There's a secret to a good villain, and it might not be what you think.

When we think of iconic villains, we tend to think of the cool ones: Boba Fett. Michael Meyers. Tywin Lannister.

But in many ways, cool villains are not villains at all.

In one sense, they are failures as bad guys.

Because the secret to a great bad guy isn't that he is bad.

The secret to a great bad guy is that he makes you want to see the good guy win.

A great villain is not the bad guy you love to hate. He's not funny or cool. He (or she) is profoundly unlikable. He is the bad guy you want to see fail.

Boba Fett is a great character, but he's not a great villain because he is cooler that most of the good guys he faces. We end up cheering for him.

Not only that, he's tough and competent and single-minded and courageous and professional. How can you complain about that? You can be opposed to him, but you can't really dislike him.

That's why I think LeBron James is a great real-life villain.

He's not just a great player. He's also a great player that is easy to dislike. There was the controversy over "The Decision," an hour of television where he picked the team he was going to go to when his contract ended. There was his behaviour during the 2011 finals when he and Wade mocked Dirk Nowitiski's cold as well as his speech to the haters about them 'having to go back to their lives.' There was his tendency to disappear or shrink from the moment during crunch time in close playoff series.

All of that makes it easy to see LeBron as a man who is spoiled, arrogant, and entitled. And since most of this behaviour happened before he won a championship, it was easy to see him as someone who hadn't earned the right to be arrogant, especially given his tendency to disappear in close games.

We could see him as a choker, which made him even easier to dislike.

In short, he could be profoundly unlikable.

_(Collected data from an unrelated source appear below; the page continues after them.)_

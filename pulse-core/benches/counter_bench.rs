#[macro_use]
extern crate criterion;

use chrono::{NaiveDate, TimeDelta};
use criterion::{black_box, Criterion};

use pulse_core::{count_at, count_by_category_at, Event, EventSequence};

const CATEGORIES: [&str; 4] = ["X-Ray", "CT", "MRI", "US"];

fn bench_point_in_time_counts(c: &mut Criterion) {
    let midnight = NaiveDate::from_ymd_opt(2024, 3, 1)
        .unwrap()
        .and_hms_opt(0, 0, 0)
        .unwrap();

    let mut group = c.benchmark_group("replay_counter");

    for size in [1_000usize, 100_000, 1_000_000] {
        let events = (0..size)
            .map(|i| {
                let offset = (i as i64 * 86_400) / size as i64;
                Event::new(midnight + TimeDelta::seconds(offset), CATEGORIES[i % 4])
            })
            .collect();
        let sequence = EventSequence::new(events).unwrap();
        let noon = midnight + TimeDelta::hours(12);

        group.bench_function(format!("count_at_{}", size), |b| {
            b.iter(|| count_at(black_box(&sequence), black_box(noon)))
        });
        group.bench_function(format!("count_by_category_at_{}", size), |b| {
            b.iter(|| count_by_category_at(black_box(&sequence), black_box(noon)))
        });
    }
    group.finish();
}

criterion_group!(benches, bench_point_in_time_counts);
criterion_main!(benches);
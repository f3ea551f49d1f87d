//! Plain-text dashboard: simulated clock, wall date, totals and one tile per
//! category.

use std::io::{self, IsTerminal, Stdout, Write};

use pulse_config::DisplayConfig;
use pulse_simulator::{TickOutput, TimeSeries};

use crate::error::EngineError;
use crate::format::{clock, rgb, thousands};
use crate::sink::SnapshotSink;

const RESET: &str = "\x1b[0m";
const BOLD: &str = "\x1b[1m";

pub struct ConsoleSink<W: Write + Send = Stdout> {
    out: W,
    display: DisplayConfig,
    ansi: bool,
}

impl ConsoleSink<Stdout> {
    /// Writes to stdout, colored when stdout is a terminal.
    pub fn stdout(display: DisplayConfig) -> Self {
        let ansi = io::stdout().is_terminal();
        Self::new(io::stdout(), display).with_ansi(ansi)
    }
}

impl<W: Write + Send> ConsoleSink<W> {
    pub fn new(out: W, display: DisplayConfig) -> Self {
        Self {
            out,
            display,
            ansi: false,
        }
    }

    #[must_use]
    pub fn with_ansi(mut self, ansi: bool) -> Self {
        self.ansi = ansi;
        self
    }

    pub fn into_inner(self) -> W {
        self.out
    }

    fn render(&self, output: &TickOutput) -> String {
        let snapshot = &output.snapshot;
        let mut text = format!(
            "[{}] wall {} | today {} | all-time {}\n",
            clock(snapshot.instant),
            output.wallclock.date(),
            thousands(snapshot.today_count),
            thousands(snapshot.total_count),
        );

        for (category, count) in &snapshot.category_counts {
            let changed = output.changed.contains(category);
            let marker = if changed { " *" } else { "" };
            let label = format!("{:<8}", category.as_ref());
            let label = match (self.ansi, rgb(self.display.color_for(category))) {
                (true, Some((r, g, b))) => {
                    let weight = if changed { BOLD } else { "" };
                    format!("\x1b[38;2;{r};{g};{b}m{weight}{label}{RESET}")
                }
                _ => label,
            };
            text.push_str(&format!("  {label} {:>9}{marker}\n", thousands(*count)));
        }
        text
    }

    fn io_error(source: io::Error) -> EngineError {
        EngineError::Sink {
            sink: "console",
            source,
        }
    }
}

impl<W: Write + Send> SnapshotSink for ConsoleSink<W> {
    fn on_tick(&mut self, output: &TickOutput) -> Result<(), EngineError> {
        let text = self.render(output);
        self.out
            .write_all(text.as_bytes())
            .and_then(|()| self.out.flush())
            .map_err(Self::io_error)
    }

    fn finish(&mut self, series: &TimeSeries) -> Result<(), EngineError> {
        let Some(last) = series.last() else {
            return Ok(());
        };
        writeln!(
            self.out,
            "Stopped at {} after {} ticks, all-time {}",
            clock(last.time),
            series.len(),
            thousands(last.total_count)
        )
        .map_err(Self::io_error)
    }
}
/*!
# Pulse Simulator

Temporal replay engine for a recorded day of procedure completions.

## Key Components:
- **Simulated Clock:** maps wall-clock time onto the replayed day.
- **Aggregator:** per-tick snapshots with stateless or cursor-based counting.
- **Change Detection:** which categories rose since the previous tick.
- **Replay Session:** the tick transition `(state, wallclock_now) -> TickOutput`.
- **Replay Engine:** deterministic fast-forward sweeps with a state hash.
*/

pub mod aggregator;
pub mod change;
pub mod clock;
pub mod replay;
pub mod series;
pub mod session;

pub use aggregator::{Aggregator, CountStrategy, CursorCounter, Snapshot, StatelessCounter, Tally};
pub use change::diff;
pub use clock::{ReplayAnchor, SimulatedClock, SpeedFactor};
pub use replay::{sweep, sweep_with, SweepOutcome};
pub use series::{Arrival, SeriesPoint, TimeSeries};
pub use session::{ReplaySession, TickOutput};
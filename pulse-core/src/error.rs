use chrono::{NaiveDate, NaiveDateTime};
use thiserror::Error;

#[derive(Debug, Error, Clone, PartialEq)]
pub enum CoreError {
    #[error("Dataset contains no parseable events")]
    EmptyDataset,

    #[error("No events recorded for {0}")]
    NoEventsForDate(NaiveDate),

    #[error("Simulated time moved backwards: {requested} is before {previous}")]
    TimeRegression {
        previous: NaiveDateTime,
        requested: NaiveDateTime,
    },

    #[error("Invalid speed factor: {0} (must be finite and positive)")]
    InvalidSpeed(f64),
}
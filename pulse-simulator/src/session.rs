//! Replay session: the tick transition handed to a driver.
//!
//! A session owns the fixed anchor, the simulated clock and the aggregation
//! state. It does not own a loop or any display handle; the driver calls
//! [`ReplaySession::tick`] with the current wall-clock time and forwards the
//! [`TickOutput`] to whatever renders it.

use std::collections::BTreeSet;

use chrono::NaiveDateTime;

use pulse_core::{Category, CategoryCounts, CoreError, EventSequence};

use crate::aggregator::{Aggregator, CountStrategy, CursorCounter, Snapshot};
use crate::change::diff;
use crate::clock::{ReplayAnchor, SimulatedClock, SpeedFactor};
use crate::series::{Arrival, SeriesPoint, TimeSeries};

/// Everything one tick produces for the display layer.
#[derive(Debug, Clone, PartialEq, Eq)]
pub struct TickOutput {
    /// Wall-clock time the tick was computed for.
    pub wallclock: NaiveDateTime,
    pub snapshot: Snapshot,
    /// Categories whose count rose since the previous tick.
    pub changed: BTreeSet<Category>,
    pub point: SeriesPoint,
    /// Events counted for the first time on this tick, in sequence order.
    pub arrivals: Vec<Arrival>,
}

pub struct ReplaySession<S: CountStrategy = CursorCounter> {
    anchor: ReplayAnchor,
    day: EventSequence,
    clock: SimulatedClock,
    aggregator: Aggregator<S>,
    previous: CategoryCounts,
    ticks: u64,
}

impl<S: CountStrategy> ReplaySession<S> {
    /// Starts a replay of `anchor.replay_date` drawn from `events`.
    ///
    /// # Errors
    /// [`CoreError::NoEventsForDate`] if the date has no events.
    pub fn start(
        events: &EventSequence,
        anchor: ReplayAnchor,
        wallclock_start: NaiveDateTime,
        speed: SpeedFactor,
    ) -> Result<Self, CoreError> {
        let day = events.for_date(anchor.replay_date)?;
        let clock = SimulatedClock::start(&day, anchor.replay_date, wallclock_start, speed)?;

        tracing::info!(
            replay_date = %anchor.replay_date,
            baseline = anchor.baseline_offset,
            events = day.len(),
            simulated_start = %clock.simulated_start(),
            clamped = clock.was_clamped(),
            speed = speed.get(),
            "Replay session started"
        );

        Ok(Self {
            anchor,
            aggregator: Aggregator::new(day.clone(), anchor.baseline_offset),
            day,
            clock,
            previous: CategoryCounts::new(),
            ticks: 0,
        })
    }

    /// Runs one tick at `wallclock_now`.
    ///
    /// The first tick diffs against an empty tally, so every category already
    /// counted at the simulated start is reported as changed.
    ///
    /// # Errors
    /// [`CoreError::TimeRegression`] if the wall clock went backwards past the
    /// previous tick. The session must not be ticked again after an error.
    pub fn tick(&mut self, wallclock_now: NaiveDateTime) -> Result<TickOutput, CoreError> {
        let instant = self.clock.advance(wallclock_now);
        let counted_before = self.latest().map_or(0, |s| s.today_count);
        let snapshot = self.aggregator.tick(instant)?;
        let changed = diff(&self.previous, &snapshot.category_counts);
        let arrivals = self.arrivals(counted_before, snapshot.today_count);
        self.previous = snapshot.category_counts.clone();
        self.ticks += 1;

        tracing::trace!(
            tick = self.ticks,
            %instant,
            today = snapshot.today_count,
            changed = changed.len(),
            "Tick"
        );

        Ok(TickOutput {
            wallclock: wallclock_now,
            point: SeriesPoint::new(instant, snapshot.total_count),
            snapshot,
            changed,
            arrivals,
        })
    }

    // Counts never decrease within a session, so the new events are exactly
    // the slice between the previous and the current prefix length.
    fn arrivals(&self, from: u64, to: u64) -> Vec<Arrival> {
        let new_events = self
            .day
            .events()
            .get(from as usize..to as usize)
            .unwrap_or_default();
        let baseline = self.anchor.baseline_offset;

        new_events
            .iter()
            .zip(from + 1..)
            .map(|(event, today)| Arrival {
                display_time: event.display_time(),
                category: event.category().clone(),
                total_count: baseline.saturating_add(today),
            })
            .collect()
    }

    pub fn anchor(&self) -> ReplayAnchor {
        self.anchor
    }

    pub fn clock(&self) -> &SimulatedClock {
        &self.clock
    }

    /// The replayed day's events.
    pub fn day(&self) -> &EventSequence {
        &self.day
    }

    pub fn series(&self) -> &TimeSeries {
        self.aggregator.series()
    }

    pub fn latest(&self) -> Option<&Snapshot> {
        self.aggregator.latest()
    }

    pub fn ticks(&self) -> u64 {
        self.ticks
    }

    /// Every event of the day has been counted.
    pub fn is_finished(&self) -> bool {
        self.latest()
            .is_some_and(|s| s.today_count == self.day.len() as u64)
    }
}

But being a villain is about more than that, and LeBron took things one step further.

When people talk about LeBron James' basketball greatness, they sometimes point to the way he
 makes his teammates better. But I've noticed something else about LeBron.

He also seems to make his OPPONENTS better (*).

You couldn't say that about Michael Jordan. When Jordan's Bulls were done with them, Barkley was a guy who wasn't quite good enough and Malone was a choker.

But LeBron's opponents?

Until 2013's conference finals, I couldn't name a single Indiana Pacer. I thought of them as the Trailblazers East.

The year before, he made the Celtics, who had been written off as washed-up seem a title threat and nearly made a star out of Rajon Rondo.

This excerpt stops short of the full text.